One unique aspect that sets Redemption apart from other CCGs is that while every deck contains both good and evil characters, the game is only won by using good characters. Evil characters can prevent the opponent from winning, but they themselves do not have a chance to win the game.

Card Types
Most types of cards are indicated by an icon in a box in the card's upper-left corner. Certain cards have more than one icon.
Lost Soul: These represent people who have fallen from the path of goodness and need to be saved. When a player draws one from their deck, they immediately put it into play in a region called the "Land of Bondage" and draw another card from their deck to replace it in their hand. When a Hero rescues a Lost Soul, the player takes the card and puts it in their "Land of Redemption" to keep score. Lost Souls are all named "Lost Soul" and can be identified by the lack of an icon box.
Character: These represent Biblical figures who are either on the side of good and trying to save lost souls (Hero) or those trying to thwart the Heroes and prevent lost souls from being saved (Evil Character). They have numerical strength and toughness values in their icon box and may also have special abilities that take effect when they are brought into battle. Heroes have a cross icon and Evil Characters have a dragon icon.
Enhancement: These may be used on characters to boost their battle abilities. They come in two types, good and evil, and may only be used by corresponding Characters. Good Enhancements have an open Bible icon and evil Enhancements have a skull icon.
Dominant: These cards can be played at any time, regardless of whose turn it is, and take effect instantly.  These are the "power cards" of the game, and can often turn the tide of a battle, but the number of these cards in a deck is restricted. Good Dominants have a lamb icon and evil Dominants have a grim reaper icon.
Site: These cards can hold one Lost Soul each. While a Lost Soul is in a site, only Heroes of the same brigade as the Site may "access" the site and rescue the Lost Soul, unless the Hero also uses one of their own Sites of the same brigade that does not have a Lost Soul in it. Sites have a pyramids icon.
Fortress: These cards can store other cards within them or provide some form of protective effect on the player. Fortresses have a castle icon.
Artifact: These provide a supplemental effect on a player's cards or on a battle. Once in play, a player's Artifacts are placed in a face down pile; a player may activate a maximum of one Artifact at a time, on their turn, by putting it on top of their Artifact pile face up (and may deactivate it on their turn by turning it face down). Artifacts have a Holy Grail icon.
Covenant: These are a combination of an Artifact and a good Enhancement and may be used as either (but not both at once). Older Covenants have two icons within their icon box, an open Bible icon on the left and a Holy Gail icon on the right, and newer Covenants have two icon boxes, one for the Enhancement and one for the Artifact.
Curse: These are similar to Covenant cards, but instead are a combination of an Artifact and an evil Enhancement. Curses have the same icon boxes as Covenants but with a snake icon instead of a Holy Grail icon.
City: These cards can be played as either a Site or a Fortress, and have both icons within their icon boxes.

Brigades 
Each Character, Enhancement, Site, Covenant and Curse card belongs to one or more brigades, indicated by the color of their icon box. An Enhancement of a given brigade may only be used by a Character of the same brigade. The colors of the good brigades are Blue, Clay, Gold, Green, Purple, Teal, Red, Silver and White, and the colors of the evil brigades are Black, Brown, Crimson, Gray, Orange, Pale Green and Yellow. A card with a rainbow icon box belongs to all brigades of the corresponding good or evil alignment.

Distribution
The first release of Redemption was in 1995 as a set of 2 starter decks (50-card decks A and B, now out of print) and a set of Limited Edition cards, followed by an Unlimited Edition reprinting.

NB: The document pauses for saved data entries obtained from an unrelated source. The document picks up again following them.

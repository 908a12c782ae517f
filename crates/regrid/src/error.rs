//! Error types for the fmprep-regrid crate.

/// Error type for resampling operations.
#[derive(Debug, Clone, PartialEq, thiserror::Error)]
pub enum RegridError {
    /// Returned when configuration is invalid.
    #[error("invalid configuration: {reason}")]
    InvalidConfig {
        /// Description of the problem.
        reason: String,
    },

    /// Returned when a variable lacks the coordinate needed to resolve a
    /// target grid.
    #[error("cannot resolve '{axis}' target: {reason}")]
    UnresolvedAxis {
        /// Canonical axis name.
        axis: &'static str,
        /// Description of the problem.
        reason: String,
    },

    /// Gap filling error.
    #[error(transparent)]
    Gap(#[from] GapError),

    /// Array error.
    #[error(transparent)]
    Array(#[from] fmprep_array::ArrayError),
}

/// Error type for the gap filler.
#[derive(Debug, Clone, PartialEq, thiserror::Error)]
pub enum GapError {
    /// Returned when NaNs remain after filling, which happens for lanes
    /// without any valid sample.
    #[error("{count} NaN value(s) remain in '{variable}' after gap filling along '{dim}'")]
    ResidualNans {
        /// Variable name.
        variable: String,
        /// Axis filled along.
        dim: String,
        /// NaN cells remaining.
        count: usize,
    },

    /// Array error.
    #[error(transparent)]
    Array(#[from] fmprep_array::ArrayError),
}
//! Linear interpolation along one named axis.

use ndarray::{ArrayD, ArrayView1, ArrayViewMut1, Axis, IxDyn, Zip};

use crate::array::LabeledArray;
use crate::coord::{Coordinate, is_increasing};
use crate::error::ArrayError;

impl LabeledArray {
    /// Linearly interpolates onto `targets` along `dim`.
    ///
    /// Targets outside the source span become NaN. With `assume_sorted` the
    /// source coordinate is used as-is when increasing; otherwise it is sorted
    /// first. Applying this once per horizontal axis gives bilinear
    /// interpolation on a rectilinear grid.
    ///
    /// # Errors
    ///
    /// Returns [`ArrayError::MissingDim`] or [`ArrayError::MissingCoordinate`].
    ///
    /// # Example
    ///
    /// ```
    /// use fmprep_array::LabeledArray;
    ///
    /// let arr = LabeledArray::from_vec("v", &["x"], &[3], vec![0.0, 10.0, 20.0])
    ///     .unwrap()
    ///     .with_coord("x", vec![0.0, 1.0, 2.0])
    ///     .unwrap();
    /// let out = arr.interp_axis("x", &[0.5, 1.5, 3.0], true).unwrap();
    /// let v = out.data().as_slice().unwrap();
    /// assert_eq!(v[0], 5.0);
    /// assert_eq!(v[1], 15.0);
    /// assert!(v[2].is_nan());
    /// ```
    pub fn interp_axis(
        &self,
        dim: &str,
        targets: &[f64],
        assume_sorted: bool,
    ) -> Result<LabeledArray, ArrayError> {
        let source = self.require_values(dim)?;
        if !assume_sorted || !is_increasing(source) {
            let mut order: Vec<usize> = (0..source.len()).collect();
            order.sort_by(|&a, &b| {
                source[a]
                    .partial_cmp(&source[b])
                    .unwrap_or(std::cmp::Ordering::Equal)
            });
            return self.select_indices(dim, &order)?.interp_axis(dim, targets, true);
        }

        let axis = self.require_axis(dim)?;
        let mut shape = self.shape().to_vec();
        shape[axis] = targets.len();
        let mut out = ArrayD::from_elem(IxDyn(&shape), f64::NAN);

        Zip::from(out.lanes_mut(Axis(axis)))
            .and(self.data().lanes(Axis(axis)))
            .for_each(|o, s| interp_lane(source, s, targets, o));

        let mut coords = self.coords().clone();
        coords.insert(dim.to_string(), Coordinate::Values(targets.to_vec()));
        Ok(LabeledArray::from_parts(
            self.name().to_string(),
            self.dims().to_vec(),
            out,
            coords,
            self.attrs().clone(),
        ))
    }
}

/// Interpolates one lane; `xs` must be non-decreasing.
fn interp_lane(xs: &[f64], ys: ArrayView1<f64>, targets: &[f64], mut out: ArrayViewMut1<f64>) {
    let n = xs.len();
    if n == 0 {
        return;
    }
    for (slot, &t) in out.iter_mut().zip(targets) {
        if t.is_nan() || t < xs[0] || t > xs[n - 1] {
            *slot = f64::NAN;
            continue;
        }
        let hi = xs.partition_point(|&v| v <= t);
        if hi == 0 || hi >= n {
            // t equals the last coordinate
            *slot = ys[n - 1];
            continue;
        }
        let lo = hi - 1;
        let span = xs[hi] - xs[lo];
        *slot = if span == 0.0 {
            ys[lo]
        } else {
            let w = (t - xs[lo]) / span;
            ys[lo] + w * (ys[hi] - ys[lo])
        };
    }
}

The game was developed by releasing expansion sets and other starter decks, including, in order of release:

 - Out of print

In August 1996, Cactus offered 750 complete sets of all published Redemption cards at about $150 a piece.

Artwork
Several artists have contributed, including Mike Bennett, Jeff Haynie, Michael Carroll and Mark Poole. Some artwork has been taken from other Christian products and from classical artwork.
Former art director Doug Gray also made many of the images for the cards himself.

History and Popularity

Soon after Magic: The Gathering introduced the idea of a collectible card game (CCG), Rob Anderson realized that the Bible would be a "wonderful source for this type of game". Redemption was soon designed and has since grown to be the top selling Christian CCG. Additionally, recent (as of this writing) final releases of several long-running trading card games, including Lord of the Rings and Star Trek, make Redemption the second-oldest trading card game in consistent production, only behind Magic: The Gathering.

Contributing to the continued popularity of the game is the ability - especially earlier on - to easily collect the cards due to the more common distribution, smaller set size (as of 2006, there were only about 1,800 unique cards), lack of super-rare chase cards and a slow release of sets (one set is released only every 1–2 years).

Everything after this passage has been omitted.